Perceval ou l’histoire du Graal : l’intrigue

Perceval est élevé par sa mère Herzeloide dans la solitude d’une forêt reculée, pour tenter d’éloigner son fils du danger de la chevalerie meurtrière des armes et d’empêcher le sort de son père Gamuret et de son frère, tous deux morts au combat. Perceval rencontre par hasard quatre chevaliers en armure brillante et après avoir affronté une bataille, il arrive à la cour du roi Arthur, où il devient chevalier, rendant vaines toutes les tentatives faites par sa mère pour le protéger.

Il a été éduqué à la cour par le vieux Gurnemanz, alors grâce à son courage, il a obtenu que la belle Kondwiramur l’épouse.

Alors qu’il était sur le point de retourner auprès de sa mère, déjà morte à son insu, il eut une vision du Graal, le calice qui avait recueilli le sang de Jésus-Christ crucifié. Comme on croyait que cette relique ne serait retrouvée que par un pur homme de la chevalerie, Perceval décide de se lancer dans la recherche du Graal.

Après diverses successions d’aventures palpitantes, il atteint le château du Graal, mais malheureusement, n’ayant pas demandé les raisons de l’infirmité du roi Anfortas, il perd l’occasion de devenir roi du Graal.

Au milieu de la confusion causée par l’échec et les accusations de Kundrie, la messagère du Graal, errant sans but pendant de nombreuses années avant de revenir finalement à la cour du Roi Arthur, la voici réunie avec sa famille et réitérant l’exploit du Graal, pour finalement devenir Roi.

Analyse de texte

En 25 mille vers, le Perceval, voit comme protagonistes les chevaliers de la table ronde du roi Arthur, qui réalisent la fin de la quête en affrontant des aventures extraordinaires dans un monde aux connotations féeriques et plein de magie.

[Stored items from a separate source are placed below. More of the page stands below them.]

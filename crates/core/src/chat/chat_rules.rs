use super::chat_model::ChatIntent;

/// Condition tested against the lower-cased message.
#[derive(Debug, Clone, Copy)]
pub enum Predicate {
    /// Message starts with any of the words.
    Prefix(&'static [&'static str]),
    /// Every group must have at least one word occurring as a substring.
    Keywords(&'static [&'static [&'static str]]),
}

impl Predicate {
    pub fn matches(&self, lowered: &str) -> bool {
        match self {
            Predicate::Prefix(words) => words.iter().any(|w| lowered.starts_with(w)),
            Predicate::Keywords(groups) => groups
                .iter()
                .all(|group| group.iter().any(|w| lowered.contains(w))),
        }
    }
}

#[derive(Debug, Clone, Copy)]
pub struct ChatRule {
    pub intent: ChatIntent,
    pub predicate: Predicate,
    pub response: &'static str,
}

const RECOMMEND_VERBS: &[&str] = &["recommend", "suggest", "good"];

/// Rules in priority order; the first match wins.
pub const CHAT_RULES: &[ChatRule] = &[
    ChatRule {
        intent: ChatIntent::Greeting,
        predicate: Predicate::Prefix(&["hi", "hello", "hey", "greetings"]),
        response: "Hello! I'm your Market Assistant. I can help you with stock and cryptocurrency information. What would you like to know?",
    },
    ChatRule {
        intent: ChatIntent::StockRecommendation,
        predicate: Predicate::Keywords(&[&["stock"], RECOMMEND_VERBS]),
        response: "Based on current market trends, here are some popular Indian stocks:\n\n• **Large Cap**: Reliance Industries (RELIANCE.BSE), TCS (TCS.BSE), HDFC Bank (HDFCBANK.BSE)\n• **Mid Cap**: Zomato, Delhivery, Info Edge\n• **IT Sector**: Infosys, Wipro, Tech Mahindra\n\nRemember to do your own research and consider your risk tolerance before investing!",
    },
    ChatRule {
        intent: ChatIntent::CryptoRecommendation,
        predicate: Predicate::Keywords(&[&["crypto"], RECOMMEND_VERBS]),
        response: "Here are some popular cryptocurrencies to consider:\n\n• **Bitcoin (BTC)**: Market leader and most established\n• **Ethereum (ETH)**: Leading smart contract platform\n• **Binance Coin (BNB)**: Exchange token with multiple utilities\n• **Cardano (ADA)**: Proof-of-stake blockchain platform\n\nAlways research and understand the risks before investing in crypto!",
    },
    ChatRule {
        intent: ChatIntent::MarketStatus,
        predicate: Predicate::Keywords(&[&["market"], &["today", "now", "current"]]),
        response: "The current market is showing mixed signals. Indian stocks have been resilient with strong IT and banking sectors. In crypto, Bitcoin remains stable around its current levels. Check the dashboard for real-time data!",
    },
    ChatRule {
        intent: ChatIntent::Investment,
        predicate: Predicate::Keywords(&[&["invest", "buy"]]),
        response: "Investment tips:\n\n1. **Diversify**: Don't put all eggs in one basket\n2. **Research**: Study the company/project fundamentals\n3. **Long-term view**: Markets fluctuate, stay patient\n4. **Risk management**: Only invest what you can afford to lose\n5. **Stay updated**: Follow market news regularly\n\nCheck the news section for the latest market updates!",
    },
    ChatRule {
        intent: ChatIntent::Price,
        predicate: Predicate::Keywords(&[&["price", "worth"]]),
        response: "You can see real-time prices for all stocks and cryptocurrencies on the dashboard. Simply search for the asset you're interested in, and click on it for detailed information including charts and market data.",
    },
    ChatRule {
        intent: ChatIntent::Comparison,
        predicate: Predicate::Keywords(&[&["compare", "better", "vs"]]),
        response: "To compare assets:\n\n1. Check their market cap and volume\n2. Look at historical performance\n3. Analyze the volatility\n4. Consider the use case (for crypto) or business model (for stocks)\n\nUse the dashboard's sort and filter features to compare multiple assets side by side!",
    },
    ChatRule {
        intent: ChatIntent::Learning,
        predicate: Predicate::Keywords(&[&["learn", "understand", "explain"]]),
        response: "I can help explain:\n\n• **Market Cap**: Total value of all coins/shares\n• **Volume**: Amount traded in 24 hours\n• **Change %**: Price movement over time\n• **Large/Mid/Small Cap**: Company size classification\n\nWhat specific term would you like me to explain?",
    },
];

pub const FALLBACK_RESPONSE: &str = "I'm here to help with stock and cryptocurrency questions! You can ask me about:\n\n• Stock or crypto recommendations\n• Market trends and analysis\n• Investment tips\n• Price information\n• Comparing different assets\n\nWhat would you like to know?";
//! # Meridian Core Types
//!
//! Layer 0 of the workspace: the vocabulary every other crate speaks. Orders,
//! trades, instruments and positions live here together with the order
//! lifecycle rules, so that no higher layer can invent its own transitions.

pub mod enums;
pub mod error;
pub mod structs;

// Re-export the core types to provide a clean public API.
pub use enums::{OrderSide, OrderStatus, OrderType};
pub use error::CoreError;
pub use structs::{
    Instrument, Order, OrderRequest, Position, PositionSnapshot, Trade, ValidatedOrder,
};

Surmonter les obstacles donne de la perfection et de l’audace au héros, des difficultés qui permettent de conquérir l’amour de la dame.

Comme le remarque Auerbach : « Le style devient réaliste, dès qu’il s’agit de représenter la vie élégante des châteaux ; la haute société féodale de l’époque est décrite comme elle a vécu, ou comme elle a voulu vivre ».

Chrétien de Troyes, traducteur de l’Ars Amandi d’Ovide, est configuré comme « l’artiste de la psychologie de l’amour […]. La théorie de l’amour courtois voulait que la femme soit la dame absolue de l’amant qui avait une relation de servitude et de vassalité envers elle, même si la femme ne faisait pas attention à lui ; elle admettait l’adultère, elle le théorisait même comme la seule vraie forme d’amour désintéressé. Il semble que Chrétien de Troyes n’ait pas partagé cette théorisation jusqu’au bout, à tel point qu’à Erec et Enide et à Ivano, elle célèbre l’amour conjugal » (Baldi).

Les continuations du conte du Graal

Au moins quatre auteurs poètes ont repris les aventures de Perceval et de messire Gauvain là où Chrétien l’avait laissée et ont essayé de terminer le livre jusqu’au bout. Il y a eu à cet effet les première et deuxième continuations et suivirent les deux autres : celles de Gerbert et de Manessier.